§ Task details:
Would you set down the complete data below, exactly as shown?

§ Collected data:
════════════════

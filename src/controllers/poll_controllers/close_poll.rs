use axum::{
    extract::{Path, State},
    http::StatusCode,
};

use crate::state::AppState;
use crate::utils::error::AppResult;

pub async fn close_poll(
    Path(poll_id): Path<String>,
    State(state): State<AppState>,
) -> AppResult<StatusCode> {
    state.polls.close_poll(&poll_id).await?;
    Ok(StatusCode::NO_CONTENT)
}
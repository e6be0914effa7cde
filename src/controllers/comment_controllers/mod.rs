pub mod add_comment;
pub mod comments_stream;
pub mod delete_comment;
pub mod toggle_like;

════════════════

§ Answer section:
filename src/controllers/poll_controllers/close_poll.rs
use axum::{
    extract::{Path, State},
    http::StatusCode,
};

use crate::state::AppState;
use crate::utils::error::AppResult;

pub async fn close_poll(
    Path(poll_id): Path<String>,
    State(state): State<AppState>,
) -> AppResult<StatusCode> {
    state.polls.close_poll(&poll_id).await?;
    Ok(StatusCode::NO_CONTENT)
}
repository e6be0914effa7cde
filename src/controllers/comment_controllers/mod.rs
pub mod add_comment;
pub mod comments_stream;
pub mod delete_comment;
pub mod toggle_like;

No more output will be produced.